「文雄君はとてもいい子で、礼儀正しく、努力家でもあり、将来きっと大きな成功を収めるでしょう……」
学校の幹部の熱心な推薦の声が耳に届き、まるで私のバッグから銀行カードを取り出したがっているかのようだった。
しかしその声で我に返った。天の助けか、すべてが始まる前の時点に戻ることができたのだ。
名簿に記された目を刺すような三文字を見て、胃の中がひっくり返るような思いがした。
「昭子、大丈夫?具合が悪いなら、今日は帰って明日また来ようか?」
安田浩二が心配そうに私を見つめていた。
彼は私の夫で、前世では二人で苦労を共にし、とても仲が良かった。
両親が亡くなってからは、彼と愛が私にとって最も大切な人となった。
しかし前世では、娘の二人目の流産の知らせを運転中に受け取り、事故で亡くなってしまった。
私は必死に落ち着きを取り戻そうとした。
「大丈夫よ。この子はいい子ね。
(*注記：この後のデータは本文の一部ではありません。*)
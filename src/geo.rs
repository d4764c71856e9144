// License: MIT
// Copyright © 2024 Frequenz Energy-as-a-Service GmbH

//! Geographic positions and nearest-node lookup.
//!
//! Distances are measured with the Manhattan (L1) metric on `(lat, lon)`,
//! which follows an orthogonal street grid much more closely than the
//! straight-line distance does.

use serde::{Deserialize, Serialize};

/// A position given as latitude and longitude, in degrees.
#[derive(Clone, Copy, Debug, PartialEq, Deserialize, Serialize)]
pub struct GeoPoint {
    pub lat: f64,
    pub lon: f64,
}

impl GeoPoint {
    /// Creates a new `GeoPoint`.
    pub fn new(lat: f64, lon: f64) -> Self {
        Self { lat, lon }
    }

    /// Returns the Manhattan (L1) distance to `other`.
    pub fn manhattan_distance(&self, other: &GeoPoint) -> f64 {
        (self.lat - other.lat).abs() + (self.lon - other.lon).abs()
    }

    /// Returns the centroid of the given points, or `None` if there are none.
    pub fn centroid<'a>(points: impl IntoIterator<Item = &'a GeoPoint>) -> Option<GeoPoint> {
        let (count, lat, lon) = points
            .into_iter()
            .fold((0usize, 0.0, 0.0), |(n, lat, lon), p| {
                (n + 1, lat + p.lat, lon + p.lon)
            });
        (count > 0).then(|| GeoPoint::new(lat / count as f64, lon / count as f64))
    }
}

/// Returns the id of the candidate closest to `point`.
///
/// Ties go to the candidate that comes first in iteration order. Returns
/// `None` when there are no candidates.
pub fn nearest<K>(
    point: &GeoPoint,
    candidates: impl IntoIterator<Item = (K, GeoPoint)>,
) -> Option<K> {
    let mut best: Option<(K, f64)> = None;
    for (key, position) in candidates {
        let distance = point.manhattan_distance(&position);
        if best.as_ref().map_or(true, |(_, d)| distance < *d) {
            best = Some((key, distance));
        }
    }
    best.map(|(key, _)| key)
}

/// A static set of candidate nodes that points can be assigned to.
///
/// The candidates keep the order they were given in, so that lookups are
/// reproducible. Queries scan the whole set, which is fine for tens of
/// substations and a few thousand feeders.
#[derive(Clone, Debug, Default)]
pub struct GeoIndex {
    candidates: Vec<(u64, GeoPoint)>,
}

impl GeoIndex {
    /// Creates a new index over the given `(node_id, position)` pairs.
    pub fn new(candidates: impl IntoIterator<Item = (u64, GeoPoint)>) -> Self {
        Self {
            candidates: candidates.into_iter().collect(),
        }
    }

    /// Returns the id of the candidate closest to `point`.
    pub fn nearest(&self, point: &GeoPoint) -> Option<u64> {
        nearest(point, self.candidates.iter().copied())
    }

    /// Returns an iterator over the candidate ids, in index order.
    pub fn ids(&self) -> impl Iterator<Item = u64> + '_ {
        self.candidates.iter().map(|(id, _)| *id)
    }

    pub fn len(&self) -> usize {
        self.candidates.len()
    }

    pub fn is_empty(&self) -> bool {
        self.candidates.is_empty()
    }
}
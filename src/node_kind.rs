// License: MIT
// Copyright © 2024 Frequenz Energy-as-a-Service GmbH

//! This module defines the `NodeKind` enum, which represents the kind of a
//! node in the distribution network, and the tier each kind lives on.

use serde::{Deserialize, Serialize};
use std::fmt::Display;

/// Represents the role of a distribution node.
#[derive(Clone, Copy, Debug, PartialEq, Eq, Hash, Deserialize, Serialize)]
pub enum DistributionKind {
    Transformer,
    Feeder,
}

impl Display for DistributionKind {
    fn fmt(&self, f: &mut std::fmt::Formatter<'_>) -> std::fmt::Result {
        match self {
            DistributionKind::Transformer => write!(f, "Transformer"),
            DistributionKind::Feeder => write!(f, "Feeder"),
        }
    }
}

/// Represents the kind of a node in the distribution network.
#[derive(Clone, Copy, Debug, PartialEq, Eq, Hash, Deserialize, Serialize)]
pub enum NodeKind {
    Substation,
    Distribution(DistributionKind),
    TrafficLight,
    EvStation,
}

impl NodeKind {
    /// Returns the tier of the node kind.  Substations are on tier 0,
    /// distribution nodes on tier 1 and consumers on tier 2.
    ///
    /// A node's parent must always be on a lower tier than the node, with the
    /// exception of distribution nodes, which can be chained.
    pub fn tier(&self) -> u8 {
        match self {
            NodeKind::Substation => 0,
            NodeKind::Distribution(_) => 1,
            NodeKind::TrafficLight | NodeKind::EvStation => 2,
        }
    }

    /// Returns true if nodes of this kind are leaf loads.
    pub fn is_consumer(&self) -> bool {
        self.tier() == 2
    }
}

impl Display for NodeKind {
    fn fmt(&self, f: &mut std::fmt::Formatter<'_>) -> std::fmt::Result {
        match self {
            NodeKind::Substation => write!(f, "Substation"),
            NodeKind::Distribution(kind) => write!(f, "{}", kind),
            NodeKind::TrafficLight => write!(f, "TrafficLight"),
            NodeKind::EvStation => write!(f, "EVStation"),
        }
    }
}

/// Predicates for checking the kind of a node.
pub(crate) trait KindPredicates {
    fn kind(&self) -> NodeKind;

    fn is_substation(&self) -> bool {
        self.kind() == NodeKind::Substation
    }

    fn is_distribution(&self) -> bool {
        matches!(self.kind(), NodeKind::Distribution(_))
    }

    fn is_feeder(&self) -> bool {
        self.kind() == NodeKind::Distribution(DistributionKind::Feeder)
    }

    fn is_traffic_light(&self) -> bool {
        self.kind() == NodeKind::TrafficLight
    }

    fn is_ev_station(&self) -> bool {
        self.kind() == NodeKind::EvStation
    }

    fn is_consumer(&self) -> bool {
        self.kind().is_consumer()
    }
}

#[cfg(test)]
mod tests {
    use super::*;

    #[test]
    fn test_tiers_and_display() {
        assert_eq!(NodeKind::Substation.tier(), 0);
        assert_eq!(
            NodeKind::Distribution(DistributionKind::Transformer).tier(),
            1
        );
        assert!(NodeKind::TrafficLight.is_consumer());
        assert!(NodeKind::EvStation.is_consumer());
        assert!(!NodeKind::Distribution(DistributionKind::Feeder).is_consumer());

        assert_eq!(
            NodeKind::Distribution(DistributionKind::Feeder).to_string(),
            "Feeder"
        );
        assert_eq!(NodeKind::EvStation.to_string(), "EVStation");
    }
}
// License: MIT
// Copyright © 2024 Frequenz Energy-as-a-Service GmbH

//! Iterators over the nodes of a `Topology`.

use petgraph::graph::{DiGraph, NodeIndex};

use crate::GridNode;

/// An iterator over the nodes in a `Topology`.
pub struct Nodes<'a> {
    pub(crate) iter: std::slice::Iter<'a, petgraph::graph::Node<GridNode>>,
}

impl<'a> Iterator for Nodes<'a> {
    type Item = &'a GridNode;

    fn next(&mut self) -> Option<Self::Item> {
        self.iter.next().map(|n| &n.weight)
    }
}

/// An iterator over the nodes directly supplied by a node in a `Topology`.
pub struct Children<'a> {
    pub(crate) graph: &'a DiGraph<GridNode, ()>,
    pub(crate) iter: std::vec::IntoIter<NodeIndex>,
}

impl<'a> Iterator for Children<'a> {
    type Item = &'a GridNode;

    fn next(&mut self) -> Option<Self::Item> {
        self.iter.next().map(|i| &self.graph[i])
    }
}
// License: MIT
// Copyright © 2024 Frequenz Energy-as-a-Service GmbH

use serde::{Deserialize, Serialize};

use crate::entities::ensure_non_negative;
use crate::{Error, V2gConfig};

/// Limits set by a vehicle's owner, in percent of battery capacity.
#[derive(Clone, Copy, Debug, PartialEq, Deserialize, Serialize)]
pub struct OwnerPreferences {
    /// The charge level the vehicle must never be discharged below.
    pub min_charge_level: f64,
    /// The most energy a single dispatch may take from the vehicle.
    pub max_discharge_level: f64,
}

impl Default for OwnerPreferences {
    fn default() -> Self {
        Self::from(&V2gConfig::default())
    }
}

impl From<&V2gConfig> for OwnerPreferences {
    fn from(config: &V2gConfig) -> Self {
        Self {
            min_charge_level: config.default_min_charge_level,
            max_discharge_level: config.default_max_discharge_level,
        }
    }
}

/// An electric vehicle that can take part in vehicle-to-grid dispatch.
///
/// Vehicles aren't part of the distribution network; `location` only ties
/// them to a charging site for reporting.
#[derive(Clone, Debug, PartialEq, Deserialize, Serialize)]
pub struct Vehicle {
    pub id: u64,
    pub battery_capacity_kwh: f64,
    pub current_charge_kwh: f64,
    pub charge_rate_kw: f64,
    pub discharge_rate_kw: f64,
    pub location: String,
    pub grid_connected: bool,
    pub v2g_enabled: bool,
    pub preferences: OwnerPreferences,
}

impl Vehicle {
    /// Creates a disconnected vehicle with 11kW charge and discharge rates
    /// and default owner preferences.
    pub fn new(
        id: u64,
        battery_capacity_kwh: f64,
        current_charge_kwh: f64,
        location: impl Into<String>,
    ) -> Self {
        Self {
            id,
            battery_capacity_kwh,
            current_charge_kwh,
            charge_rate_kw: 11.0,
            discharge_rate_kw: 11.0,
            location: location.into(),
            grid_connected: false,
            v2g_enabled: false,
            preferences: OwnerPreferences::default(),
        }
    }

    pub fn with_rates(mut self, charge_rate_kw: f64, discharge_rate_kw: f64) -> Self {
        self.charge_rate_kw = charge_rate_kw;
        self.discharge_rate_kw = discharge_rate_kw;
        self
    }

    pub fn with_preferences(mut self, preferences: OwnerPreferences) -> Self {
        self.preferences = preferences;
        self
    }

    pub fn connected(mut self) -> Self {
        self.grid_connected = true;
        self
    }

    /// Returns the charge the vehicle must keep, in kWh.
    pub fn floor_kwh(&self) -> f64 {
        self.battery_capacity_kwh * self.preferences.min_charge_level / 100.0
    }

    /// Returns the most energy a single dispatch may take, in kWh.
    pub fn dispatch_limit_kwh(&self) -> f64 {
        self.battery_capacity_kwh * self.preferences.max_discharge_level / 100.0
    }

    /// Returns the energy above the floor, in kWh.
    pub fn available_energy_kwh(&self) -> f64 {
        (self.current_charge_kwh - self.floor_kwh()).max(0.0)
    }

    /// Returns the state of charge in percent.
    pub fn state_of_charge(&self) -> f64 {
        if self.battery_capacity_kwh > 0.0 {
            self.current_charge_kwh / self.battery_capacity_kwh * 100.0
        } else {
            0.0
        }
    }

    /// Returns true if the vehicle can be enrolled in V2G: it is connected
    /// and has charge above its floor.
    pub fn is_eligible(&self) -> bool {
        self.grid_connected && self.current_charge_kwh > self.floor_kwh()
    }

    /// Returns true if the vehicle can be discharged right now.
    pub fn can_discharge(&self) -> bool {
        self.v2g_enabled && self.is_eligible()
    }

    pub(crate) fn validate(&self) -> Result<(), Error> {
        let label = format!("Vehicle {}", self.id);
        ensure_non_negative("battery_capacity_kwh", self.battery_capacity_kwh, &label)?;
        ensure_non_negative("current_charge_kwh", self.current_charge_kwh, &label)?;
        ensure_non_negative("charge_rate_kw", self.charge_rate_kw, &label)?;
        ensure_non_negative("discharge_rate_kw", self.discharge_rate_kw, &label)?;
        if self.current_charge_kwh > self.battery_capacity_kwh {
            return Err(Error::invalid_entity(format!(
                "{label}: current_charge_kwh {} exceeds battery_capacity_kwh {}.",
                self.current_charge_kwh, self.battery_capacity_kwh
            )));
        }
        for (field, level) in [
            ("min_charge_level", self.preferences.min_charge_level),
            ("max_discharge_level", self.preferences.max_discharge_level),
        ] {
            if !(0.0..=100.0).contains(&level) {
                return Err(Error::invalid_entity(format!(
                    "{label}: {field} must be between 0 and 100, got {level}."
                )));
            }
        }
        Ok(())
    }
}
先生、連れてきていただけますか?」
10分もしないうちに、木村文雄が再び私の前に現れた。
記憶にあるスーツ姿で威厳のある彼とは大きく異なっていた。
今の木村文雄は、ただの黒くて痩せた貧しい少年だった。
制服は確かにきれいに洗濯されていたが、彼自身だけが知っていた。制服の下の服には、たくさんの継ぎ当てがあることを。
まるで彼自身のように、表面は無害に見えるが、内側は蛇のように冷酷だった。
「おじさん、おばさん、こんにちは」
私は彼をちらりと見ただけで、すぐに別の名前に目を移した。
「田中先生、この子も連れてきていただけますか」
田中先生は私が指さした名前を見て、少し困ったような表情を浮かべた。
「藤原さん、この子は……家族が進学を許可せず、中学卒業後すぐに結婚させられる予定なんです。他の子を見てみませんか……」
私の強い要望に、先生はついにその子を連れてきた。
藤原麗子、彼女はとても静かで、木のように無表情だった。
「おじさん、おばさん、こんにちは。藤原麗子です」
木村文雄は麗子が来るのを見て、さりげなく横に一歩移動した。
その目には一瞬、傲慢さと嫌悪感が浮かんだ。
前世のこの時期よりも、感情を隠すのが上手くなっていた。
「あなた、私は麗子を支援したいわ」
予想通り、勝利を確信していた木村文雄は耳を疑った。
「おばさん、誰を支援すると?」
「文雄君」田中先生は彼の失態を見て、すぐに遮った。「藤原さん、麗子は中学卒業後は進学できませんし、木村文雄の方が成績も優秀です。もう一度考え直してみませんか?」
「安田さん、どう思いますか?」
安田浩二は私に付き添って来ただけなので、当然私の意見に反対はしなかった。
「私と麗子は同じ藤原姓だから、これも縁ね。だから彼女を支援したいの」
このような身勝手な理由に、木村文雄は心の中で納得できなかったが、歯を食いしばって受け入れるしかなかった。
私は彼の袖の中で握りしめられた拳を見て、やっと少し気が晴れた。
これだけで怒るなんて?
まだ若くて感情を隠せないのね。
「でも文雄君の成績も確かにいいわ。だから、この二人とも支援することにするわ」
木村文雄は今、お金に困っているはずよ。結局、彼の父親は賭博中毒者で、義務教育でなければ、中学まで通えたかどうかも分からない。
彼は運がいいわね。前世では愛との一件で大騒ぎになったのに、彼には何の影響もなかった。
今回支援しなくても、きっと他の太っ腹な人が彼の学費を出してくれるでしょう。
だったら、計略通りに進めましょう。
それに、まだ復讐もしていないのに、そう簡単に逃がすわけにはいかないわ。
前世、私たちが木村文雄に出した支援金は少なくなかった。その金額があれば、もう一人の学生を支援しても十分よ。
学校を出ると、晴れ渡った空の下で灼熱の太陽を見上げた。
真夏の太陽は耐え難いものだったが、前世病床に伏せっていた私にとっては貴重なものだった。
「帰りましょう」
安田浩二が日傘を差してくれた。